# Task goal:
From the records below, output exactly the lines running from the line containing "let agents = services.agents().list()?;" through the line containing "(Some(path), _) =>", and no others.

[[ Data extracts, beginning ]]

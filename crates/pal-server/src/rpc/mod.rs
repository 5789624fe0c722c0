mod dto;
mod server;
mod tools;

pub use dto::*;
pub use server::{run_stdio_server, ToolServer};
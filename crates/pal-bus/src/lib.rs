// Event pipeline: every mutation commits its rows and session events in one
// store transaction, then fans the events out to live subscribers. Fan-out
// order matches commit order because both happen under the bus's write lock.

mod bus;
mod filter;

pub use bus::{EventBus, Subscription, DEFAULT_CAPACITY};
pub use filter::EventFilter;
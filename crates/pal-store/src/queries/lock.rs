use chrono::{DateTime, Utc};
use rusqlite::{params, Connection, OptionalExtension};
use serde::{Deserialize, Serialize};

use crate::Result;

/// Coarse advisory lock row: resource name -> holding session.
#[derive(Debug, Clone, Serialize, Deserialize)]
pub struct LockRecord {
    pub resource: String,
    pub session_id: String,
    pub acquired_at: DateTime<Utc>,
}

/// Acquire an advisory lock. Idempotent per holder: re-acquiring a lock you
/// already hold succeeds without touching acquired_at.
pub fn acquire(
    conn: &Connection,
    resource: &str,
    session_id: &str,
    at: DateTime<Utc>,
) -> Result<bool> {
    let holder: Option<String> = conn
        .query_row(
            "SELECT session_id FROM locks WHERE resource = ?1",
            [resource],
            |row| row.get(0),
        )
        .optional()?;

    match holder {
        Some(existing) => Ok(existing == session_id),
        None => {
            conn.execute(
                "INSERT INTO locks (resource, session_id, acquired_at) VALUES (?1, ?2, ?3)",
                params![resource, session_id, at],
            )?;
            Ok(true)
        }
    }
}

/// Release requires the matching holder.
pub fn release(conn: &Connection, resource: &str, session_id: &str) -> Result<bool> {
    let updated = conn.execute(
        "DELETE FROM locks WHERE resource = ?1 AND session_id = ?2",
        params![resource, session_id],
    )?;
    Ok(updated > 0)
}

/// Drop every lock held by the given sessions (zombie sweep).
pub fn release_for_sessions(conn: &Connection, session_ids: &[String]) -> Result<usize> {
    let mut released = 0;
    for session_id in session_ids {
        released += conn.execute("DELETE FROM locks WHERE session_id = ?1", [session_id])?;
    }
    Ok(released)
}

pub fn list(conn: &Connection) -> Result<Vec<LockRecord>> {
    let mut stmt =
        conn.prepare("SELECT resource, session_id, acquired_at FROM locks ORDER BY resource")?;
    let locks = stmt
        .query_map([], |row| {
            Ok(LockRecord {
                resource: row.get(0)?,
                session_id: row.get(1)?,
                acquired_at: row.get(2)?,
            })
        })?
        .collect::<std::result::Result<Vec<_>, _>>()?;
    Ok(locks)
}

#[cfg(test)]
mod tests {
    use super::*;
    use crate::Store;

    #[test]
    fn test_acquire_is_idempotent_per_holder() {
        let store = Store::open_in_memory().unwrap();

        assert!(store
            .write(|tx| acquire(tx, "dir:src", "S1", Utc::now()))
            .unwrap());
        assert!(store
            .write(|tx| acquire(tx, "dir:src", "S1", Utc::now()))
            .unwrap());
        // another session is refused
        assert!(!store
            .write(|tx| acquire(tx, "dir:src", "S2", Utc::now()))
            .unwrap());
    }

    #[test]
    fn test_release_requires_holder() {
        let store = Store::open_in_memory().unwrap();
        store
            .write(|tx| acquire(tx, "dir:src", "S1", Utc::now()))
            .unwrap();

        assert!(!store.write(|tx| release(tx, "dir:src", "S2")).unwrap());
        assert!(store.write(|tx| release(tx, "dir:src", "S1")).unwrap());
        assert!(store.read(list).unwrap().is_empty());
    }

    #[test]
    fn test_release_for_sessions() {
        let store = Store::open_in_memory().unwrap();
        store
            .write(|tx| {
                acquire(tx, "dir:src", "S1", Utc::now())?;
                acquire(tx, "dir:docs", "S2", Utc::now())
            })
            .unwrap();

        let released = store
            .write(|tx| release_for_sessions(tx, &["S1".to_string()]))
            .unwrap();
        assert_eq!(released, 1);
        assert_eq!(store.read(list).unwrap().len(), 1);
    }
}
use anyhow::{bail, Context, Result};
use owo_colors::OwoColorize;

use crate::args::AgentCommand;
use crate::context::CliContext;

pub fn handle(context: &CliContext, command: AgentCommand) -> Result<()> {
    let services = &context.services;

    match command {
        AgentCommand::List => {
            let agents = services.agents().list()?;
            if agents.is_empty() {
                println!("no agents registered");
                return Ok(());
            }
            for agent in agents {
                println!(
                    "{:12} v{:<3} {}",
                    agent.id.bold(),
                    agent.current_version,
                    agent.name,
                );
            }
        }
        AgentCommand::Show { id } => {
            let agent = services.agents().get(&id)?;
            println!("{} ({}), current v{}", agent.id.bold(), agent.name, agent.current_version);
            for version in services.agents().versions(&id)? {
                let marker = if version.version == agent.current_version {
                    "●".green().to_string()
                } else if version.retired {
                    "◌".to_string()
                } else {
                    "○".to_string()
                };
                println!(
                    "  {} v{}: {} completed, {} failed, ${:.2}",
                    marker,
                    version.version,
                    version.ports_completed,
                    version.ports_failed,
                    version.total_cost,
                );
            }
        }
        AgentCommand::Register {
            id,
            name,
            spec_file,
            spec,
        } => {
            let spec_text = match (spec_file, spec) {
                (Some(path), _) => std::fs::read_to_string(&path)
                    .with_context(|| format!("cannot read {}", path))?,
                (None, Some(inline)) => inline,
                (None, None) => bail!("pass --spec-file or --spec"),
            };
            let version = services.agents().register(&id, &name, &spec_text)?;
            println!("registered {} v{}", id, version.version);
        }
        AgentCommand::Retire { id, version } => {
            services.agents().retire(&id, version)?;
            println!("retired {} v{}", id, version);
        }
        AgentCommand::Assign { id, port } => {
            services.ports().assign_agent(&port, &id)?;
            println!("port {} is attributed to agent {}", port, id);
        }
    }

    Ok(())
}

[[ Data extracts, end ]]
[[ Data extracts, beginning ]]

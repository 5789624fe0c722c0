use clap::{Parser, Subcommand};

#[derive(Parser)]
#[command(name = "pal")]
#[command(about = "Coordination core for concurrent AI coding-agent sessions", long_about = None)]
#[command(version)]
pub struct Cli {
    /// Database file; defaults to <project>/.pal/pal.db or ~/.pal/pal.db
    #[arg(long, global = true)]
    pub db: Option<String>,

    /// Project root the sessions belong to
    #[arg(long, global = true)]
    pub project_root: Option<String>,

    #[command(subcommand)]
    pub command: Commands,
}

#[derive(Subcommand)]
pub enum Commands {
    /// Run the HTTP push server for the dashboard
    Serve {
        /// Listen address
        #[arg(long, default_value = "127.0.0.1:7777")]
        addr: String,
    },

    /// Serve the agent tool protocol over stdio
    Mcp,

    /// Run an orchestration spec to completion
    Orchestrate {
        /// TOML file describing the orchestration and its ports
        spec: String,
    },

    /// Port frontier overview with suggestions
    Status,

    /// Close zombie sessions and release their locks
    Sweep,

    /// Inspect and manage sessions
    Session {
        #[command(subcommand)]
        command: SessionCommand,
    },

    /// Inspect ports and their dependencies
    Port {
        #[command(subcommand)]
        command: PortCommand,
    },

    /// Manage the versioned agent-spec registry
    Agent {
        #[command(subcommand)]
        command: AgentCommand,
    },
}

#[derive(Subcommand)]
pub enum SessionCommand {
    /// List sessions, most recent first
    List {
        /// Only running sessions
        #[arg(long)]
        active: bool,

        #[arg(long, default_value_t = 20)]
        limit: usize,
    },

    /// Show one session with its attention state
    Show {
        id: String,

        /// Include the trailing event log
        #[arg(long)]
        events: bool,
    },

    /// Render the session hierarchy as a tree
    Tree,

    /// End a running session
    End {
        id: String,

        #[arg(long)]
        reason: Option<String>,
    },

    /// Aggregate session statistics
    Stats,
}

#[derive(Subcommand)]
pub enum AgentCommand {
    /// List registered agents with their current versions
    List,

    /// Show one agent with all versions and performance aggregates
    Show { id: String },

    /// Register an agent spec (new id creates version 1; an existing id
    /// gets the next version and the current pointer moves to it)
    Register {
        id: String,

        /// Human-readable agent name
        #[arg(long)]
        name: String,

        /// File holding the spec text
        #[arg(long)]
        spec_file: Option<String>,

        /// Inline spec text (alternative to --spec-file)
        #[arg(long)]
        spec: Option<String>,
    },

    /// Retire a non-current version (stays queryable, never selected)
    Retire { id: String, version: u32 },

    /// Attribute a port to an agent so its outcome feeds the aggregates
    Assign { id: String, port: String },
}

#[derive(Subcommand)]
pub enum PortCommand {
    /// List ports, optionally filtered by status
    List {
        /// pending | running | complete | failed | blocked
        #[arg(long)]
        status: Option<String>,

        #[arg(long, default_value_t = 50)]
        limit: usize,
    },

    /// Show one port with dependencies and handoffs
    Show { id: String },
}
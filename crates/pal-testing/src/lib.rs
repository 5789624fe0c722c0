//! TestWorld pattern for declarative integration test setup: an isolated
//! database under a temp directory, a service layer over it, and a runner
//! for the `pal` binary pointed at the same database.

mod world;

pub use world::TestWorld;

[[ Data extracts, end ]]

# Exercise result:
            let agents = services.agents().list()?;
            if agents.is_empty() {
                println!("no agents registered");
                return Ok(());
            }
            for agent in agents {
                println!(
                    "{:12} v{:<3} {}",
                    agent.id.bold(),
                    agent.current_version,
                    agent.name,
                );
            }
        }
        AgentCommand::Show { id } => {
            let agent = services.agents().get(&id)?;
            println!("{} ({}), current v{}", agent.id.bold(), agent.name, agent.current_version);
            for version in services.agents().versions(&id)? {
                let marker = if version.version == agent.current_version {
                    "●".green().to_string()
                } else if version.retired {
                    "◌".to_string()
                } else {
                    "○".to_string()
                };
                println!(
                    "  {} v{}: {} completed, {} failed, ${:.2}",
                    marker,
                    version.version,
                    version.ports_completed,
                    version.ports_failed,
                    version.total_cost,
                );
            }
        }
        AgentCommand::Register {
            id,
            name,
            spec_file,
            spec,
        } => {
            let spec_text = match (spec_file, spec) {
                (Some(path), _) => std::fs::read_to_string(&path)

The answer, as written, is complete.